Where "failed" appears in a line of the entries below, that line should be copied.

Saved entries
--
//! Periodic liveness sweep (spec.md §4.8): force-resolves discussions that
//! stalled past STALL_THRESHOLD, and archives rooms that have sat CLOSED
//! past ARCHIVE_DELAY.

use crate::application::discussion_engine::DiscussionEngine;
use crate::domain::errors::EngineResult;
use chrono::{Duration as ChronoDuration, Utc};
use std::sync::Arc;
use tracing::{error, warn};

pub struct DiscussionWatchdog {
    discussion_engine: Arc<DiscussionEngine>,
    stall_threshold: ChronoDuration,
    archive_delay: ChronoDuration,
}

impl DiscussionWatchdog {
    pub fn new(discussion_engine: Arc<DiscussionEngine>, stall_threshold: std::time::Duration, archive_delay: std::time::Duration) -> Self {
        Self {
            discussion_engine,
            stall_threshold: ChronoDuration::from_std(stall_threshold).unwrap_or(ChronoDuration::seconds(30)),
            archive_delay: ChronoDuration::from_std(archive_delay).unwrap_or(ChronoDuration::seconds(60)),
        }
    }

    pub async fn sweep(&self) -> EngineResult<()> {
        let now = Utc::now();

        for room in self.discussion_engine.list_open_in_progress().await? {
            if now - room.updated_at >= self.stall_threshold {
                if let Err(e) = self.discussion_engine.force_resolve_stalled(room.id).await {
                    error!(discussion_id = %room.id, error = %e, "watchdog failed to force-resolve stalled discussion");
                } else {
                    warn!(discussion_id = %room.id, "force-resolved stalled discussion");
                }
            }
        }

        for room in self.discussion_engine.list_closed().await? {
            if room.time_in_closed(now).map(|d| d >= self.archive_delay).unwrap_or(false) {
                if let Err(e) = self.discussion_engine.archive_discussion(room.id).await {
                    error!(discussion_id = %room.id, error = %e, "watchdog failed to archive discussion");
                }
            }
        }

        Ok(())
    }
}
--
Response to the exercise:
                    error!(discussion_id = %room.id, error = %e, "watchdog failed to force-resolve stalled discussion");
                    error!(discussion_id = %room.id, error = %e, "watchdog failed to archive discussion");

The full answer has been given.